*Problem to work on:*
Find the word "joined" in the data below and copy each line that holds it.

════

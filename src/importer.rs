use std::collections::HashMap;
use std::path::Path;
use std::sync::OnceLock;

use calamine::{Data, Reader};
use regex::Regex;
use rusqlite::Connection;
use sha2::{Digest, Sha256};
use tracing::{debug, info, warn};

use crate::batches;
use crate::calendar::{self, WEEKS_PER_MONTH};
use crate::error::Result;
use crate::fellowship::Fellowship;
use crate::identity::{derive_id, plan_merge};
use crate::ledger::DEFAULT_PHONE;
use crate::models::{Member, MemberStatus, PaymentMethod, Transaction};
use crate::store;

pub const IMPORT_OFFICER_ID: &str = "ADMIN-IMPORT";
pub const IMPORT_OFFICER_NAME: &str = "Excel Import";
pub const CHUNK_SIZE: usize = 500;

// ---------------------------------------------------------------------------
// Helpers
// ---------------------------------------------------------------------------

fn week_header() -> &'static Regex {
    static RE: OnceLock<Regex> = OnceLock::new();
    RE.get_or_init(|| Regex::new(r"^WEEK\s*(\d+)").expect("static regex"))
}

fn cell_text(cell: &Data) -> String {
    match cell {
        Data::String(s) => s.trim().to_string(),
        Data::Float(f) if f.fract() == 0.0 => format!("{f:.0}"),
        Data::Float(f) => f.to_string(),
        Data::Int(i) => i.to_string(),
        Data::Bool(b) => b.to_string(),
        Data::DateTimeIso(s) | Data::DurationIso(s) => s.clone(),
        _ => String::new(),
    }
}

fn upper(cell: &Data) -> String {
    cell_text(cell).to_uppercase()
}

/// Numeric cells only; text that merely looks like a number is not an amount.
fn cell_number(cell: &Data) -> Option<f64> {
    match cell {
        Data::Float(f) => Some(*f),
        Data::Int(i) => Some(*i as f64),
        _ => None,
    }
}

fn compute_checksum(file_path: &Path) -> Result<String> {
    let data = std::fs::read(file_path)?;
    let mut hasher = Sha256::new();
    hasher.update(&data);
    Ok(hex::encode(hasher.finalize()))
}

/// First `limit` warnings, then a single "...and N more" line.
pub fn summarize_warnings(warnings: &[String], limit: usize) -> Vec<String> {
    let mut out: Vec<String> = warnings.iter().take(limit).cloned().collect();
    if warnings.len() > limit {
        out.push(format!("...and {} more", warnings.len() - limit));
    }
    out
}

// ---------------------------------------------------------------------------
// Parsing
// ---------------------------------------------------------------------------

#[derive(Debug, Default)]
pub struct ImportPreview {
    pub members: Vec<Member>,
    pub transactions: Vec<Transaction>,
    pub warnings: Vec<String>,
    /// Fellowship sheets read, with the member rows each contributed.
    pub sheets: Vec<(String, Fellowship, usize)>,
}

impl ImportPreview {
    /// Add a sheet's rows. Ids are deterministic, so a repeat of a member or a
    /// (member, week) cell replaces the earlier one like the store upsert would.
    fn absorb(&mut self, sheet: ImportPreview) {
        let mut member_idx: HashMap<String, usize> = self
            .members
            .iter()
            .enumerate()
            .map(|(i, m)| (m.id.clone(), i))
            .collect();
        for m in sheet.members {
            match member_idx.get(&m.id) {
                Some(&i) => {
                    self.warnings.push(format!(
                        "\"{}\" appears more than once; the row in {} wins",
                        m.name, m.fellowship
                    ));
                    self.members[i] = m;
                }
                None => {
                    member_idx.insert(m.id.clone(), self.members.len());
                    self.members.push(m);
                }
            }
        }
        let mut txn_idx: HashMap<String, usize> = self
            .transactions
            .iter()
            .enumerate()
            .map(|(i, t)| (t.id.clone(), i))
            .collect();
        for t in sheet.transactions {
            match txn_idx.get(&t.id) {
                Some(&i) => self.transactions[i] = t,
                None => {
                    txn_idx.insert(t.id.clone(), self.transactions.len());
                    self.transactions.push(t);
                }
            }
        }
        self.warnings.extend(sheet.warnings);
        self.sheets.extend(sheet.sheets);
    }

    pub fn total_amount(&self) -> f64 {
        self.transactions.iter().map(|t| t.amount).sum()
    }
}

/// Read every fellowship sheet of a collection workbook for `year`.
pub fn parse_workbook(file_path: &Path, year: i32) -> Result<ImportPreview> {
    let mut workbook = calamine::open_workbook_auto(file_path)?;
    let mut preview = ImportPreview::default();

    for sheet_name in workbook.sheet_names() {
        let Some(fellowship) = Fellowship::match_sheet_name(&sheet_name) else {
            debug!(sheet = %sheet_name, "no fellowship match; skipping");
            continue;
        };
        let range = match workbook.worksheet_range(&sheet_name) {
            Ok(r) => r,
            Err(e) => {
                warn!(sheet = %sheet_name, error = %e, "unreadable sheet");
                preview
                    .warnings
                    .push(format!("Skipping sheet \"{sheet_name}\": {e}"));
                continue;
            }
        };
        let rows: Vec<Vec<Data>> = range.rows().map(|r| r.to_vec()).collect();
        preview.absorb(parse_sheet(&sheet_name, fellowship, &rows, year));
    }

    info!(
        members = preview.members.len(),
        transactions = preview.transactions.len(),
        warnings = preview.warnings.len(),
        "workbook parsed"
    );
    Ok(preview)
}

fn find_header(rows: &[Vec<Data>], a: &str, b: &str) -> Option<usize> {
    rows.iter().position(|row| {
        let joined = row.iter().map(upper).collect::<Vec<_>>().join(" ");
        joined.contains(a) && joined.contains(b)
    })
}

fn find_column(header: &[Data], label: &str) -> Option<usize> {
    header.iter().position(|c| upper(c).contains(label))
}

/// Parse one fellowship sheet. Layout problems become warnings, never errors.
pub fn parse_sheet(
    sheet_name: &str,
    fellowship: Fellowship,
    rows: &[Vec<Data>],
    year: i32,
) -> ImportPreview {
    let mut out = ImportPreview::default();

    let Some(header_idx) = find_header(rows, "MEMBER NAME", "CONTACT")
        .or_else(|| find_header(rows, "MEMBER NAME", "MEMBER ID"))
    else {
        warn!(sheet = %sheet_name, "no header row");
        out.warnings.push(format!(
            "Skipping sheet \"{sheet_name}\": Could not find 'MEMBER NAME' and 'CONTACT' header row."
        ));
        return out;
    };
    let header = &rows[header_idx];
    let month_row = header_idx.checked_sub(1).map(|i| &rows[i]);

    let Some(name_col) = find_column(header, "MEMBER NAME") else {
        return out;
    };
    let contact_col = find_column(header, "CONTACT");
    let ytd_col = find_column(header, "YEAR TO DATE TOTAL");

    // column -> (month, week); month labels carry forward across merged cells
    let mut week_cols: Vec<(usize, &'static str, u32)> = Vec::new();
    let mut current_month: Option<&'static str> = None;
    let mut orphan_weeks = 0usize;
    for (col, cell) in header.iter().enumerate() {
        if let Some(label) = month_row.and_then(|r| r.get(col)) {
            if let Some(m) = calendar::find_month_in(&cell_text(label)) {
                current_month = Some(m);
            }
        }
        let text = upper(cell);
        let Some(caps) = week_header().captures(&text) else {
            continue;
        };
        let Ok(week) = caps[1].parse::<u32>() else {
            continue;
        };
        match current_month {
            Some(m) if (1..=WEEKS_PER_MONTH).contains(&week) => week_cols.push((col, m, week)),
            Some(m) => out.warnings.push(format!(
                "Sheet \"{sheet_name}\": ignoring {text} under {m}"
            )),
            None => orphan_weeks += 1,
        }
    }
    if orphan_weeks > 0 {
        out.warnings.push(format!(
            "Sheet \"{sheet_name}\": {orphan_weeks} week column(s) have no month label above them"
        ));
    }

    let mut member_rows = 0usize;
    for row in &rows[header_idx + 1..] {
        let name = row.get(name_col).map(cell_text).unwrap_or_default();
        if name.is_empty() {
            continue;
        }
        let member_id = derive_id(&name);
        let phone = contact_col
            .and_then(|c| row.get(c))
            .map(cell_text)
            .filter(|p| !p.is_empty())
            .unwrap_or_else(|| DEFAULT_PHONE.to_string());
        let ytd = ytd_col
            .and_then(|c| row.get(c))
            .and_then(cell_number)
            .unwrap_or(0.0);

        let mut last_gift: Option<String> = None;
        for &(col, month, week) in &week_cols {
            let Some(amount) = row.get(col).and_then(cell_number).filter(|a| *a > 0.0) else {
                continue;
            };
            let timestamp = match calendar::sunday_of(year, month, week) {
                Ok(ts) => ts,
                Err(e) => {
                    out.warnings.push(format!("Sheet \"{sheet_name}\", {name}: {e}"));
                    continue;
                }
            };
            if last_gift.as_deref().map_or(true, |l| timestamp.as_str() > l) {
                last_gift = Some(timestamp.clone());
            }
            out.transactions.push(Transaction {
                id: format!("IMP-{member_id}-{timestamp}-{week}"),
                batch_id: batches::import_batch_id(year),
                member_id: member_id.clone(),
                member_name: name.clone(),
                fellowship,
                amount,
                method: PaymentMethod::Cash,
                timestamp,
                officer_id: IMPORT_OFFICER_ID.to_string(),
                officer_name: IMPORT_OFFICER_NAME.to_string(),
            });
        }

        out.members.push(Member {
            id: member_id,
            name,
            phone,
            fellowship,
            status: MemberStatus::Active,
            ytd_total: ytd,
            last_gift_date: last_gift,
        });
        member_rows += 1;
    }

    debug!(sheet = %sheet_name, members = member_rows, weeks = week_cols.len(), "sheet parsed");
    out.sheets.push((sheet_name.to_string(), fellowship, member_rows));
    out
}

// ---------------------------------------------------------------------------
// Commit
// ---------------------------------------------------------------------------

#[derive(Debug, Default, PartialEq)]
pub struct ImportOutcome {
    pub members_written: usize,
    pub transactions_written: usize,
    /// Existing duplicate members folded into a survivor.
    pub merged: usize,
    /// Incoming members that landed on an existing member with another id.
    pub redirected: usize,
    /// The same file (by checksum) was imported before.
    pub previously_imported: bool,
}

/// Write a parsed preview: fold duplicates, upsert members and the year's import
/// batch, then upsert transactions in chunks of `CHUNK_SIZE`, one SQLite
/// transaction per chunk. A failed chunk stops the import; earlier chunks stay.
pub fn commit_import(
    conn: &Connection,
    preview: &ImportPreview,
    year: i32,
    source: Option<&Path>,
) -> Result<ImportOutcome> {
    let mut outcome = ImportOutcome::default();

    let checksum = source.map(compute_checksum).transpose()?;
    if let Some(sum) = &checksum {
        let mut stmt = conn.prepare("SELECT 1 FROM imports WHERE checksum = ?1")?;
        outcome.previously_imported = stmt.exists([sum])?;
        if outcome.previously_imported {
            info!("file was imported before; re-applying");
        }
    }

    let existing = store::list_members(conn)?;
    let plan = plan_merge(&existing, &preview.members);

    {
        let tx = conn.unchecked_transaction()?;
        for (victim, survivor) in &plan.victims {
            let moved = store::reassign_transactions(&tx, victim, survivor)?;
            store::delete_member(&tx, victim)?;
            debug!(victim = %victim, survivor = %survivor, moved, "merged duplicate member");
        }
        outcome.merged = plan.victims.len();

        for m in &preview.members {
            let target = plan.target_for(&m.id);
            if target != m.id {
                outcome.redirected += 1;
            }
            let member = Member {
                id: target.to_string(),
                ..m.clone()
            };
            store::upsert_member(&tx, &member)?;
            outcome.members_written += 1;
        }
        batches::ensure_import_batch(&tx, year)?;
        tx.commit()?;
    }

    let redirected: Vec<Transaction> = preview
        .transactions
        .iter()
        .map(|t| Transaction {
            member_id: plan.target_for(&t.member_id).to_string(),
            ..t.clone()
        })
        .collect();

    for (i, chunk) in redirected.chunks(CHUNK_SIZE).enumerate() {
        let tx = conn.unchecked_transaction()?;
        for t in chunk {
            if let Err(e) = store::upsert_transaction(&tx, t) {
                warn!(chunk = i, txn = %t.id, error = %e, "import chunk failed; stopping");
                return Err(e);
            }
        }
        tx.commit()?;
        outcome.transactions_written += chunk.len();
        debug!(chunk = i, rows = chunk.len(), "import chunk committed");
    }

    let filename = source
        .and_then(|p| p.file_name())
        .and_then(|n| n.to_str())
        .unwrap_or("");
    conn.execute(
        "INSERT INTO imports (filename, fiscal_year, member_count, transaction_count, checksum) \
         VALUES (?1, ?2, ?3, ?4, ?5)",
        rusqlite::params![
            filename,
            year,
            outcome.members_written as i64,
            outcome.transactions_written as i64,
            checksum,
        ],
    )?;

    info!(
        members = outcome.members_written,
        transactions = outcome.transactions_written,
        merged = outcome.merged,
        "import committed"
    );
    Ok(outcome)
}

/// Parse then commit.
pub fn import_workbook(
    conn: &Connection,
    file_path: &Path,
    year: i32,
) -> Result<(ImportPreview, ImportOutcome)> {
    let preview = parse_workbook(file_path, year)?;
    let outcome = commit_import(conn, &preview, year, Some(file_path))?;
    Ok((preview, outcome))
}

════

*Output for this task:*
        let joined = row.iter().map(upper).collect::<Vec<_>>().join(" ");
        joined.contains(a) && joined.contains(b)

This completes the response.